🤖 AI Summary
This work addresses the limitations of existing small-scale autonomous driving experimental platforms—such as insufficient modularity, complex integration, and restricted extensibility—which hinder hardware-in-the-loop validation of vision-based perception and learning control in intelligent transportation systems. To overcome these challenges, the authors propose an open-source 1/14–1/16 scale autonomous driving platform featuring a four-layer stacked mechanical architecture that physically decouples the perception, computation, actuation, and power subsystems. By integrating ROS 2 middleware with a hardware abstraction layer, the platform achieves a highly rigid, low-cost, and easily reconfigurable hardware-software system.
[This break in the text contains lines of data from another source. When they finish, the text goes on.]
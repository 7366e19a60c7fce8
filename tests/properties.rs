//! Property tests for scoring and risk invariants.
//!
//! 1. Signal strength always lands in 1..=5
//! 2. Verdict rule: ENTER at threshold, WAIT one short, SKIP below
//! 3. Broker clamping keeps sizes on the lot grid inside [min, max]
//! 4. Stops only ever move in the position's favour
//! 5. The adaptive threshold never leaves [base, max]
//! 6. Win rates are derived from the counts
//! 7. Imbalance fill percentage never decreases
//! 8. An invalidated origin zone stays invalidated
//! 9. Every enabled factor is either scored or reported as failed
//! 10. Lifecycle-managed stops only ever tighten

use chrono::{Duration, TimeZone, Utc};
use proptest::prelude::*;
use std::collections::BTreeSet;

use confluence_trader::config::{Config, InstrumentSpec};
use confluence_trader::core::regime::RegimeClassifier;
use confluence_trader::core::sessions::SessionReading;
use confluence_trader::core::stops::StopPlanner;
use confluence_trader::core::structure::{StructureMapper, StructureSnapshot, SwingLevel};
use confluence_trader::core::zones::{ImbalanceZone, OriginZone, ZoneBook};
use confluence_trader::models::{
    Bar, BarSeries, Bias, Direction, LifecycleState, Regime, SwingType, Timeframe, Verdict,
    VolatilityRegime,
};
use confluence_trader::strategies::confluence::{
    verdict_for, ConfluenceContext, ConfluenceScorer, FilterName, Quote,
};
use confluence_trader::strategies::profiles::AggressionProfile;
use confluence_trader::strategies::signals::{Signal, MAX_STRENGTH, MIN_STRENGTH};
use confluence_trader::trading::adaptation::{PatternPerformanceRecord, ThresholdController};
use confluence_trader::trading::lifecycle::{LifecycleManager, Position};
use confluence_trader::trading::risk::clamp_to_broker;

// ── Strategies (proptest) ────────────────────────────────────────────

fn arb_direction() -> impl Strategy<Value = Direction> {
    prop_oneof![Just(Direction::Long), Just(Direction::Short)]
}

fn arb_volatility() -> impl Strategy<Value = VolatilityRegime> {
    prop_oneof![
        Just(VolatilityRegime::Low),
        Just(VolatilityRegime::Normal),
        Just(VolatilityRegime::High),
    ]
}

fn position(direction: Direction) -> Position {
    let entry = 1.1000;
    let stop = entry - direction.sign() * 0.0020;
    Position {
        id: 1,
        instrument: "EURUSD".into(),
        handle: 1,
        direction,
        entry,
        initial_stop: stop,
        stop,
        targets: vec![entry + direction.sign() * 0.0020],
        size: 1.0,
        remaining_size: 1.0,
        state: LifecycleState::Open,
        partial_realized: false,
        profit_locked: false,
        pattern: "engulfing".into(),
        regime: Regime::Trend,
        opened_at: Utc.with_ymd_and_hms(2024, 1, 15, 12, 0, 0).unwrap(),
        best_price: entry,
        realized_pnl: 0.0,
    }
}

fn arb_bars() -> impl Strategy<Value = Vec<Bar>> {
    prop::collection::vec((95.0..105.0_f64, 0.0..3.0_f64, 0.0..3.0_f64), 1..60).prop_map(|raw| {
        let base = Utc.with_ymd_and_hms(2024, 1, 15, 12, 0, 0).unwrap();
        raw.into_iter()
            .enumerate()
            .map(|(i, (mid, up, down))| Bar {
                timestamp: base + Duration::minutes(i as i64 + 1),
                open: mid,
                high: mid + up,
                low: mid - down,
                close: mid,
                volume: 100.0,
            })
            .collect()
    })
}

// ── 1. Strength range ────────────────────────────────────────────────

proptest! {
    #[test]
    fn strength_is_clamped(raw in any::<u8>(), dir in arb_direction()) {
        let at = Utc.with_ymd_and_hms(2024, 1, 15, 12, 0, 0).unwrap();
        let s = Signal::new("pin_bar", dir, raw, 1.1, at, Timeframe::M15);
        prop_assert!(s.strength >= MIN_STRENGTH && s.strength <= MAX_STRENGTH);
        if (MIN_STRENGTH..=MAX_STRENGTH).contains(&raw) {
            prop_assert_eq!(s.strength, raw);
        }
    }
}

// ── 2. Verdict rule ──────────────────────────────────────────────────

proptest! {
    #[test]
    fn verdict_follows_threshold(score in 0u32..14, threshold in 1u32..14) {
        let v = verdict_for(score, threshold);
        if score >= threshold {
            prop_assert_eq!(v, Verdict::Enter);
        } else if score + 1 == threshold {
            prop_assert_eq!(v, Verdict::Wait);
        } else {
            prop_assert_eq!(v, Verdict::Skip);
        }
    }
}

// ── 3. Broker clamping ───────────────────────────────────────────────

proptest! {
    #[test]
    fn clamped_size_is_on_grid(
        size in -10.0..200.0_f64,
        min in 0.001..2.0_f64,
        step in prop_oneof![Just(0.01), Just(0.02), Just(0.05), Just(0.1)],
        max_steps in 1u32..5000,
    ) {
        let max = min + max_steps as f64 * step;
        let out = clamp_to_broker(size, min, max, step);
        prop_assert!(out >= min - 1e-7 && out <= max + 1e-7);
        let steps = out / step;
        prop_assert!((steps - steps.round()).abs() < 1e-6, "not a step multiple: {}", out);
        if size >= min + step && size <= max {
            prop_assert!(out <= size + 1e-9);
            prop_assert!(size - out < step + 1e-9);
        }
    }
}

// ── 4. Stop ratchet ──────────────────────────────────────────────────

proptest! {
    #[test]
    fn stops_only_tighten(
        dir in arb_direction(),
        moves in prop::collection::vec(-0.0050..0.0050_f64, 1..40),
    ) {
        let mut pos = position(dir);
        let sign = dir.sign();
        for offset in moves {
            let before = pos.stop;
            let moved = pos.move_stop(pos.entry + offset);
            prop_assert!((pos.stop - before) * sign >= 0.0);
            if !moved {
                prop_assert_eq!(pos.stop, before);
            }
        }
    }
}

// ── 5. Adaptive threshold bounds ─────────────────────────────────────

proptest! {
    #[test]
    fn threshold_stays_in_band(
        index in 0i64..3,
        outcomes in prop::collection::vec(any::<bool>(), 0..60),
        vol in arb_volatility(),
    ) {
        let cfg = Config::default();
        let profile = AggressionProfile::select(index);
        let mut ctl = ThresholdController::new(&profile, &cfg.adaptation);
        for win in outcomes {
            ctl.on_outcome(win);
            let t = ctl.effective(vol);
            prop_assert!(t >= profile.confluence_threshold);
            prop_assert!(t <= profile.max_confluence_threshold);
        }
    }
}

// ── 6. Derived win rates ─────────────────────────────────────────────

proptest! {
    #[test]
    fn win_rate_matches_counts(results in prop::collection::vec(any::<bool>(), 1..100)) {
        let mut rec = PatternPerformanceRecord::new("star", Regime::Range);
        for win in &results {
            rec.record(*win);
        }
        let wins = results.iter().filter(|w| **w).count() as u32;
        prop_assert_eq!(rec.trades, results.len() as u32);
        prop_assert_eq!(rec.wins, wins);
        prop_assert_eq!(rec.win_rate.to_bits(), (wins as f64 / rec.trades as f64).to_bits());
    }
}

// ── 7. Monotone fill ─────────────────────────────────────────────────

proptest! {
    #[test]
    fn fill_percentage_is_monotone(dir in arb_direction(), bars in arb_bars()) {
        let mut zone = ImbalanceZone {
            top: 101.0,
            bottom: 99.0,
            direction: dir,
            filled: false,
            fill_percentage: 0.0,
            visit_count: 0,
            first_visit: None,
            last_visit: None,
            formed_at: Utc.with_ymd_and_hms(2024, 1, 15, 12, 0, 0).unwrap(),
        };
        for bar in &bars {
            let before = zone.fill_percentage;
            let was_filled = zone.filled;
            zone.update(bar);
            prop_assert!(zone.fill_percentage >= before);
            prop_assert!(zone.fill_percentage <= 100.0);
            prop_assert!(!was_filled || zone.filled);
        }
    }
}

// ── 8. Origin invalidation ───────────────────────────────────────────

proptest! {
    #[test]
    fn invalidation_is_permanent(max_tests in 1u32..5, bars in arb_bars()) {
        let at = Utc.with_ymd_and_hms(2024, 1, 15, 12, 0, 0).unwrap();
        let mut zone = OriginZone::new(100.5, 99.5, Direction::Long, at);
        let mut seen_invalid = false;
        for bar in &bars {
            zone.update(bar, max_tests);
            prop_assert!(zone.test_count <= max_tests);
            if seen_invalid {
                prop_assert!(!zone.is_active());
            }
            seen_invalid = zone.invalidated;
        }
    }
}

// ── 9. Score accounting ──────────────────────────────────────────────

fn arb_bias() -> impl Strategy<Value = Option<Bias>> {
    prop_oneof![
        Just(None),
        Just(Some(Bias::Bullish)),
        Just(Some(Bias::Bearish)),
        Just(Some(Bias::Neutral)),
    ]
}

proptest! {
    #[test]
    fn score_and_failures_cover_enabled_filters(
        mask in prop::collection::vec(any::<bool>(), FilterName::ALL.len()),
        bars in arb_bars(),
        dir in arb_direction(),
        strength in 1u8..=5,
        spread in prop::option::of(0.0..0.01_f64),
        higher_tf_bias in arb_bias(),
        correlated in 0usize..3,
        news_clear in any::<bool>(),
        vetoed in any::<bool>(),
    ) {
        let cfg = Config::default();
        let enabled: BTreeSet<FilterName> = FilterName::ALL
            .iter()
            .zip(&mask)
            .filter(|(_, on)| **on)
            .map(|(f, _)| *f)
            .collect();

        let series = BarSeries::new(bars);
        let last = series.last().cloned().unwrap();
        let signal =
            Signal::new("engulfing", dir, strength, last.close, last.timestamp, Timeframe::M15);
        let regime = RegimeClassifier::new(&cfg.regime).classify(&series);
        let structure = StructureMapper::new(&cfg.structure).map(&series);
        let mut zones = ZoneBook::new(&cfg.structure);
        zones.refresh(&series);
        let session = SessionReading {
            name: "london".into(),
            tradable: true,
            volatility_weight: 1.5,
        };

        let ctx = ConfluenceContext {
            signal: &signal,
            bars: series.as_slice(),
            regime: &regime,
            structure: &structure,
            zones: &zones,
            session: &session,
            quote: spread.map(|sp| Quote { bid: last.close, ask: last.close + sp }),
            typical_spread: 0.0001,
            higher_tf_bias,
            correlated_exposure: correlated,
            news_clear,
            pattern_vetoed: vetoed,
            min_signal_strength: 3,
            filters: &cfg.filters,
            structure_settings: &cfg.structure,
        };

        let scorer = ConfluenceScorer::new(enabled.clone(), cfg.signal_decay_bars);
        let profile = AggressionProfile::aggressive();
        let result = scorer.evaluate("EURUSD", Some(&ctx), &profile, 4, last.timestamp);

        prop_assert_eq!(result.score as usize + result.failed.len(), enabled.len());
        prop_assert_eq!(result.passed.len(), result.score as usize);
        prop_assert!(result.passed.iter().all(|f| !result.failed.contains(f)));
        prop_assert!(result.passed.iter().chain(&result.failed).all(|f| enabled.contains(f)));
    }
}

// ── 10. Managed stop ratchet ─────────────────────────────────────────

fn arb_swings() -> impl Strategy<Value = Vec<SwingLevel>> {
    prop::collection::vec((any::<bool>(), -0.0030..0.0090_f64), 0..8).prop_map(|raw| {
        let at = Utc.with_ymd_and_hms(2024, 1, 15, 12, 0, 0).unwrap();
        raw.into_iter()
            .enumerate()
            .map(|(i, (high, offset))| SwingLevel {
                kind: if high { SwingType::High } else { SwingType::Low },
                price: 1.1000 + offset,
                timestamp: at + Duration::minutes(i as i64),
                index: i,
                priority: 1,
                swept: false,
            })
            .collect()
    })
}

proptest! {
    #[test]
    fn managed_stops_only_tighten(
        dir in arb_direction(),
        path in prop::collection::vec(-0.0030..0.0090_f64, 1..40),
        swings in arb_swings(),
    ) {
        let cfg = Config::default();
        let spec = InstrumentSpec::with_defaults("EURUSD");
        let planner = StopPlanner::new(&cfg.risk, &spec);
        let manager = LifecycleManager::new(&cfg.lifecycle);
        let snapshot = StructureSnapshot {
            swings,
            ..StructureSnapshot::default()
        };
        let at = Utc.with_ymd_and_hms(2024, 1, 15, 13, 0, 0).unwrap();

        let mut pos = position(dir);
        let sign = dir.sign();
        for offset in path {
            let price = pos.entry + sign * offset;
            pos.observe(price);
            let actions = manager.plan(&pos, price, &snapshot, &planner, &spec);
            for action in &actions {
                let before = pos.stop;
                manager.commit(&mut pos, action, price, at, &spec);
                prop_assert!((pos.stop - before) * sign >= 0.0);
            }
            prop_assert!(pos.is_open());
        }
    }
}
Experimental results demonstrate that the platform, equipped with three CNN-based steering controllers, exhibits excellent mechanical stability, low inference latency, reasonable power consumption, and extended operational endurance, significantly enhancing its scalability and suitability for research and educational applications.
📝 Abstract
Intelligent Transportation Systems (ITS) increasingly rely on vision-based perception and learning-based control, necessitating experimental platforms that support realistic hardware-in-the-loop validation. Small-scale platforms for autonomous racing offer a practical path to hardware validation, but often suffer from limited modularity, high integration complexity, or restricted extensibility. This paper presents TEACAR, a 1/14- to 1/16-scale autonomous driving platform designed with modular mechanical architecture, hardware abstraction, and ROS 2-based software. The system adopts a four-layer deck structure that physically decouples sensing, computation, actuation, and power subsystems, improving structural rigidity while simplifying reconfiguration. We constructed and comprehensively evaluated the prototype of TEACAR. Its mechanical stability, structural characteristics, and software performance were quantified based on three CNN-based steering controllers. Inference latency, power consumption, and system operating time were measured to evaluate computational capability and robustness. Our experiments demonstrated that TEACAR offers a scalable, modular, and cost-effective testbed for ITS research, education, and development. Our project repository is available on GitHub.